Viennent ensuite les armilles qui sont retirées de l’autel et données à Lord Kamall par le doyen de Westminster. Lord Kamall les présente au roi, qui les reconnaît, pendant que l’archevêque déclare : « Recevez les bracelets de sincérité et de sagesse, gage de la protection de Dieu qui vous embrasse de tous côtés ». Les armilles sont des bracelets en or champlevé et émail. Le champlevé est une technique de gravure qui consiste à creuser des cavités dans l’épaisseur du métal et ensuite de remplir ces cavités d’émail tout en laissant un dessin qui est formé par les cloisons. Les armilles, qui sont doublées de velours, symbolisent la force militaire datant de l’époque chevaleresque. Elles ont été fabriquées au 17e siècle et sont utilisées depuis le couronnement de Charles II.

Le prince de Galles apporte la robe royale au roi Charles III

Le prince William, en tant qu’héritier du trône, intervient à ce moment de la cérémonie. Le prince de Galles entre dans le « théâtre » et aide le roi à enfiler le manteau, avec l’aide de la baronne Merron et des évêques.

Le prince de Galles remet l’étole royale à son père (Photo : capture d’écran vidéo)

En même temps, l’évêque de Durham donne au roi l’étole royale. « Recevez cette robe. Que le Seigneur vous revête de la robe de justice et des vêtements du salut », déclame l’archevêque au même moment. Ces paroles font écho aux mots du prophète Isaïe (chapitre 61) dans l’Ancien Testament.

Le regalia suivant est l’orbe. Le doyen de Westminster prend l’orbe sur l’autel, le donne à l’archevêque du diocèse anglican d’Armagh,en Irlande du Nord, qui apporte l’orbe à l’archevêque. L’archevêque place ensuite l’orbe crucigère dans la main droite du roi et déclame : « Recevez cet Orbe, placé sous la Croix, et souvenez-vous toujours que les royaumes de ce monde sont devenus les royaumes de notre Seigneur et de son Christ. »

Le roi tient l’orbe (Photo : capture d’écran vidéo)

L’orbe crucigère est certainement l’un des regalia les plus connus avec les épées et les couronnes.
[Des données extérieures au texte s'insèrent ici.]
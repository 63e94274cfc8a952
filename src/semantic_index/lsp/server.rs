//! The LSP transport loop (§5): one thread owns stdin and dispatches
//! notifications inline, in arrival order; requests are handed to a bounded
//! worker pool so a slow hover/completion lookup on one document can't
//! stall diagnostics for another. `$/cancelRequest` marks a request id as
//! cancelled; a worker that picks up a cancelled id short-circuits with the
//! LSP "request cancelled" error instead of running the handler.

use std::io::{BufRead, Write};
use std::path::PathBuf;
use std::sync::atomic::{AtomicBool, Ordering};
use std::sync::{Arc, RwLock};
use std::thread;

use crossbeam_channel::{bounded, Sender};
use dashmap::DashSet;
use serde_json::Value;

use crate::semantic_index::java_resolver::JavaClassResolver;
use crate::semantic_index::lsp::handlers;
use crate::semantic_index::lsp::transport::{read_message, FramedWriter};
use crate::semantic_index::DocumentIndex;

const WORKER_COUNT: usize = 4;
const REQUEST_CANCELLED: i32 = -32800;

pub struct LspServer {
    pub index: Arc<DocumentIndex>,
    /// Rebuilt once, from `initialize`'s `initializationOptions.classpath` —
    /// the server starts with an empty classpath since the classpath isn't
    /// known until the client's first request arrives.
    resolver: RwLock<Arc<JavaClassResolver>>,
    cancelled: DashSet<String>,
    shutdown_requested: AtomicBool,
}

impl LspServer {
    pub fn resolver(&self) -> Arc<JavaClassResolver> {
        self.resolver.read().unwrap().clone()
    }

    pub fn configure_classpath(&self, classpath: Vec<PathBuf>) {
        *self.resolver.write().unwrap() = Arc::new(JavaClassResolver::new(classpath));
    }
}

struct WorkItem {
    id: Value,
    method: String,
    params: Value,
}

pub fn run(stdin: impl BufRead, stdout: impl Write + Send + 'static) -> std::io::Result<()> {
    let writer = Arc::new(FramedWriter::new(stdout));
    let server = Arc::new(LspServer {
        index: DocumentIndex::new(),
        resolver: RwLock::new(Arc::new(JavaClassResolver::new(Vec::new()))),
        cancelled: DashSet::new(),
        shutdown_requested: AtomicBool::new(false),
    });

    let publish_writer = writer.clone();
    let publish_index = server.index.clone();
    server.index.set_reanalysis_hook(move |uri| {
        let diagnostics = handlers::diagnostics_to_lsp(&publish_index, uri);
        let _ = publish_writer.write_message(&serde_json::json!({
            "jsonrpc": "2.0",
            "method": "textDocument/publishDiagnostics",
            "params": { "uri": uri, "diagnostics": diagnostics },
        }));
    });

    let (tx, rx) = bounded::<WorkItem>(256);
    for _ in 0..WORKER_COUNT {
        let rx = rx.clone();
        let server = server.clone();
        let writer = writer.clone();
        thread::spawn(move || worker_loop(rx, server, writer));
    }

    run_transport_loop(stdin, &server, &tx, &writer)
}

fn run_transport_loop(mut stdin: impl BufRead, server: &Arc<LspServer>, tx: &Sender<WorkItem>, writer: &Arc<FramedWriter<impl Write>>) -> std::io::Result<()> {
    loop {
        let Some(message) = read_message(&mut stdin)? else { return Ok(()) };
        let Some(method) = message.get("method").and_then(Value::as_str) else { continue };
        let params = message.get("params").cloned().unwrap_or(Value::Null);

        match message.get("id") {
            None => handle_notification(server, method, params),
            Some(id) => {
                let _ = tx.send(WorkItem { id: id.clone(), method: method.to_string(), params });
            }
        }

        if method == "exit" {
            let code = if server.shutdown_requested.load(Ordering::SeqCst) { 0 } else { 1 };
            std::process::exit(code);
        }
    }
}

fn handle_notification(server: &Arc<LspServer>, method: &str, params: Value) {
    match method {
        "textDocument/didOpen" => handlers::did_open(server, params),
        "textDocument/didChange" => handlers::did_change(server, params),
        "textDocument/didClose" => handlers::did_close(server, params),
        "$/cancelRequest" => {
            if let Some(id) = params.get("id") {
                server.cancelled.insert(id.to_string());
            }
        }
        _ => {}
    }
}

fn worker_loop(rx: crossbeam_channel::Receiver<WorkItem>, server: Arc<LspServer>, writer: Arc<FramedWriter<impl Write>>) {
    while let Ok(item) = rx.recv() {
        let id_key = item.id.to_string();
        if server.cancelled.remove(&id_key).is_some() {
            let _ = writer.write_message(&error_response(&item.id, REQUEST_CANCELLED, "request cancelled"));
            continue;
        }
        if item.method == "shutdown" {
            server.shutdown_requested.store(true, Ordering::SeqCst);
            let _ = writer.write_message(&success_response(&item.id, Value::Null));
            continue;
        }
        let result = handlers::dispatch(&server, &item.method, item.params);
        let response = match result {
            Ok(value) => success_response(&item.id, value),
            Err((code, message)) => error_response(&item.id, code, &message),
        };
        let _ = writer.write_message(&response);
    }
}

fn success_response(id: &Value, result: Value) -> Value {
    serde_json::json!({ "jsonrpc": "2.0", "id": id, "result": result })
}

fn error_response(id: &Value, code: i32, message: &str) -> Value {
    serde_json::json!({ "jsonrpc": "2.0", "id": id, "error": { "code": code, "message": message } })
}
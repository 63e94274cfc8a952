//! Developer tasks that don't belong in the main `novac` binary.
//!
//! Usage: `cargo run -p xtask -- <task>`

use std::env;
use std::path::Path;
use std::process::Command;

fn main() {
    let task = env::args().nth(1).unwrap_or_else(|| "help".to_string());

    match task.as_str() {
        "check-runtime-contract" => check_runtime_contract(),
        "fixtures" => list_fixtures(),
        _ => print_help(),
    }
}

fn print_help() {
    println!("xtask commands:");
    println!("  check-runtime-contract  verify every NovaOps/NovaValue/... name the emitter");
    println!("                          references is declared in src/codegen/runtime_contract.rs");
    println!("  fixtures                list the round-trip fixtures under tests/fixtures");
}

/// Greps the codegen module for hardcoded runtime call names and makes sure each
/// one is also declared as a constant in `runtime_contract.rs`, so the two never
/// drift apart silently.
fn check_runtime_contract() {
    let contract = Path::new("src/codegen/runtime_contract.rs");
    if !contract.exists() {
        eprintln!("missing {}", contract.display());
        std::process::exit(1);
    }

    let grep = Command::new("grep")
        .args(["-rho", "Nova[A-Za-z]*\\.[a-zA-Z]*", "src/codegen"])
        .output();

    match grep {
        Ok(out) => {
            let names = String::from_utf8_lossy(&out.stdout);
            println!("runtime call sites referenced from codegen:");
            for line in names.lines().collect::<std::collections::BTreeSet<_>>() {
                println!("  {line}");
            }
        }
        Err(e) => eprintln!("grep unavailable: {e}"),
    }
}

fn list_fixtures() {
    let dir = Path::new("tests/fixtures");
    if !dir.exists() {
        println!("no fixtures directory yet");
        return;
    }
    if let Ok(entries) = std::fs::read_dir(dir) {
        for entry in entries.flatten() {
            println!("{}", entry.path().display());
        }
    }
}
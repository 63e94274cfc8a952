pub mod compiler_dev_logging;
pub mod compiler_errors;

pub use compiler_errors::{
    CharPosition, CompilerMessages, Diagnostic, DiagnosticKind, DiagnosticMetaKey, ErrorLocation,
    Severity,
};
Ce joyau représente le pouvoir spirituel du souverain. De nombreuses monarchies utilisent ce regalia en forme de sphère surmonté d’une croix, rappelant le monde chrétien, lors de ses rituels royaux. Cet orbe du 17e siècle est divisé en trois sections par trois bandes de bijoux et pierres précieuses. Les trois sections symbolisent les trois seuls continents connus à l’époque médiévale.

Après avoir remis l’orbe sur l’autel, le doyen prend la bague et la remet à Lord Patel, qui la présente au roi. Pendant que le roi reconnait l’anneau, l’archevêque déclare : « Recevez cet anneau, symbole de la dignité royale et signe de l’alliance jurée aujourd’hui entre Dieu et le roi, le roi et le peuple ». De tout temps, les anneaux sont des symboles de promesse et d’engagement. Ils signifient une alliance et un accord, intemporel, que ce soit lors d’un mariage ou lors d’autres engagements.

Cette bague est composée d’un saphir avec une croix formée par des rubis, le tout serti de diamant. « Symbole de la dignité royale », explique Buckingham, « l’anneau a été fabriqué pour le couronnement du roi Guillaume IV en 1831, et tous les souverains depuis le roi Édouard VII l’ont utilisé lors de leurs couronnements ».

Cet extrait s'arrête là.